Denn glücklicherweise gibt es ja die sozialen Netzwerke und genügend Bekloppte, die wiederrum genügend Zeit haben, jetzt so richtig loszulegen. Schliesslich muss man nur selektiv genug lesen, um sich so richtig aufzuregen.
Und schon sind sie da, die Empörungstheorikerinnen, die zwar noch nie vor Ort waren, die aber auf jeden Fall den Braten Tofu riechen und von jemanden gehört haben, der jemanden kennt, dass da was faul sein muss.
Und dann natürlich die, die zwar schonmal da waren, aber auf jeden Fall der Meinung sind, dass sie alles besser können, wenn man sie nur machen liesse. Die Mädels könnte man den Hunden zwar vom Futter abziehen, so sie sich denn tatsächlich in den Zwinger trauen und mittels Heieiei und Eeeeaaasy den Versuch unternehmen würden, sich gegen 25 Hunde zu behaupten.
Aber das ist natürlich nur hypothetisch, denn heutzutage pöbelt es sich am besten anonym. Und natürlich hat man den Tierschutz erfunden und die Gruppenhaltung eh. Auch wenn man selber keine Gruppe hält.
Und dann ist da noch die Konkurrenz, denn die ist unter Tierschützern bekanntlich größer als im Big Brother Container und man gönnt dem Nachbarverein nichtmal die Fusel im Bauchnabel.
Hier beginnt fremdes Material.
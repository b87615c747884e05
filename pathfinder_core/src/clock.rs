// clock.rs - Injectable time source for elapsed-time tracking

use std::cell::Cell;
use std::rc::Rc;
use std::time::{Duration, Instant};

/// Monotonic time source. Readings are offsets from an arbitrary origin;
/// only differences between readings are meaningful.
pub trait Clock {
    fn now(&self) -> Duration;
}

/// Wall-clock time backed by [`Instant`].
#[derive(Debug, Clone)]
pub struct SystemClock {
    origin: Instant,
}

impl SystemClock {
    pub fn new() -> Self {
        Self {
            origin: Instant::now(),
        }
    }
}

impl Default for SystemClock {
    fn default() -> Self {
        Self::new()
    }
}

impl Clock for SystemClock {
    fn now(&self) -> Duration {
        self.origin.elapsed()
    }
}

/// Hand-driven clock for tests and scripted replays.
///
/// Clones share the same reading, so a caller can keep one handle and
/// advance time under a session that owns another.
#[derive(Debug, Clone, Default)]
pub struct ManualClock {
    now: Rc<Cell<Duration>>,
}

impl ManualClock {
    pub fn new() -> Self {
        Self::default()
    }

    pub fn advance(&self, by: Duration) {
        self.now.set(self.now.get() + by);
    }

    pub fn set(&self, to: Duration) {
        self.now.set(to);
    }
}

impl Clock for ManualClock {
    fn now(&self) -> Duration {
        self.now.get()
    }
}

impl<C: Clock + ?Sized> Clock for &C {
    fn now(&self) -> Duration {
        (**self).now()
    }
}
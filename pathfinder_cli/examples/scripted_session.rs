// examples/scripted_session.rs - Plays a seeded session along its optimal path
// Shows driving the shell with a manual clock and collecting the run summary

use anyhow::{Context, Result};
use pathfinder_cli::{render_solution, Shell, ShellCommand};
use pathfinder_core::{find_path, Direction, GameSession, ManualClock, Position, SessionConfig};
use rand::rngs::StdRng;
use rand::SeedableRng;
use std::time::Duration;

fn direction_between(from: Position, to: Position) -> Option<Direction> {
    Direction::ALL
        .into_iter()
        .find(|&dir| from.step(dir, usize::MAX, usize::MAX) == Some(to))
}

fn main() -> Result<()> {
    env_logger::init();

    println!("Pathfinder scripted session");
    println!("===========================");

    let clock = ManualClock::new();
    let session = GameSession::with_parts(
        SessionConfig::default(),
        25,
        clock.clone(),
        StdRng::seed_from_u64(2024),
    )?;

    let grid = session.grid().clone();
    let path = find_path(&grid, grid.start(), grid.goal());
    println!("Optimal route ({} steps):", path.steps());
    print!("{}", render_solution(&grid, &path));
    println!();

    let mut shell = Shell::new(session, std::io::stdout());
    for pair in path.cells().windows(2) {
        let dir = direction_between(pair[0], pair[1]).context("path cells are not adjacent")?;
        clock.advance(Duration::from_millis(1500));
        shell.handle(ShellCommand::Move(dir))?;
    }

    let summary = shell.summary();
    println!();
    println!("{}", serde_json::to_string_pretty(&summary)?);
    Ok(())
}
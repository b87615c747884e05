// analysis.rs - Monte Carlo solvability estimates for tuning retry caps
//
// Each sample is generated from its own seed, so reports are reproducible
// regardless of how rayon schedules the work.

use rand::rngs::StdRng;
use rand::SeedableRng;
use rayon::prelude::*;
use serde::Serialize;

use crate::config::SessionConfig;
use crate::error::Result;
use crate::generator::{generate, obstacle_chance};
use crate::grid::Grid;
use crate::pathfinding::find_path;

/// First-attempt statistics for one grid shape and difficulty.
#[derive(Debug, Clone, PartialEq, Serialize)]
pub struct SolvabilityReport {
    pub width: usize,
    pub height: usize,
    pub difficulty: f64,
    pub obstacle_chance: f64,
    pub samples: usize,
    pub solvable: usize,
    /// `solvable / samples`
    pub solvable_rate: f64,
    /// Mean blocked share of all cells.
    pub mean_blocked_ratio: f64,
    /// Mean optimal path length in steps, over solvable samples only.
    pub mean_optimal_steps: Option<f64>,
    /// Expected generations per session, `1 / solvable_rate`.
    pub expected_attempts: Option<f64>,
}

struct Sample {
    blocked_ratio: f64,
    optimal_steps: Option<usize>,
}

fn sample(width: usize, height: usize, difficulty: f64, seed: u64) -> Result<Sample> {
    let mut rng = StdRng::seed_from_u64(seed);
    let grid: Grid = generate(width, height, difficulty, &mut rng)?;
    let path = find_path(&grid, grid.start(), grid.goal());
    Ok(Sample {
        blocked_ratio: grid.blocked_count() as f64 / (width * height) as f64,
        optimal_steps: (!path.is_empty()).then(|| path.steps()),
    })
}

/// Generates `samples` grids in parallel, seeds `seed..seed + samples`.
pub fn solvability_report(
    width: usize,
    height: usize,
    difficulty: f64,
    samples: usize,
    seed: u64,
) -> Result<SolvabilityReport> {
    let results: Vec<Sample> = (0..samples as u64)
        .into_par_iter()
        .map(|i| sample(width, height, difficulty, seed.wrapping_add(i)))
        .collect::<Result<_>>()?;

    let solvable_steps: Vec<usize> = results.iter().filter_map(|s| s.optimal_steps).collect();
    let solvable = solvable_steps.len();
    let solvable_rate = if samples == 0 {
        0.0
    } else {
        solvable as f64 / samples as f64
    };
    let mean_blocked_ratio = if samples == 0 {
        0.0
    } else {
        results.iter().map(|s| s.blocked_ratio).sum::<f64>() / samples as f64
    };
    let mean_optimal_steps = (solvable > 0)
        .then(|| solvable_steps.iter().sum::<usize>() as f64 / solvable as f64);

    Ok(SolvabilityReport {
        width,
        height,
        difficulty,
        obstacle_chance: obstacle_chance(difficulty),
        samples,
        solvable,
        solvable_rate,
        mean_blocked_ratio,
        mean_optimal_steps,
        expected_attempts: (solvable_rate > 0.0).then(|| 1.0 / solvable_rate),
    })
}

/// One report per mind level in `levels`, sized the way sessions size them.
pub fn mind_level_reports(
    config: &SessionConfig,
    levels: impl IntoIterator<Item = u32>,
    samples: usize,
    seed: u64,
) -> Result<Vec<SolvabilityReport>> {
    levels
        .into_iter()
        .map(|level| {
            let size = config.grid_size(level);
            solvability_report(size, size, f64::from(level), samples, seed)
        })
        .collect()
}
Die könnens zwar nicht besser, aber dafür könnten sie es gebrauchen – das Preisgeld.
Der Redakteur hat sein Ziel erreicht, Klicks bedeuten Einnahmen. Der Link wird quer durch die sozialen Netzwerke geteilt und jeder Piefke gibt seinen Senf dazu. Die TiNos wiederrum dürfen sich nun mit dem Wahnsinn rumschlagen. Als wenn sie nicht genug zu tun hätten. Darüber hätte „ha“, wie sich der Redakteur nennt, mal eine Sekunde nachdenken können. Aber das wäre wohl zu viel verlangt.
Hätte ich ein Abo vom Darmstädter Echo, würde ich es kündigen. Das Geld könnte man gut anderweitig verwenden, beispielsweise als Spende an Tiere in Not Odenwald.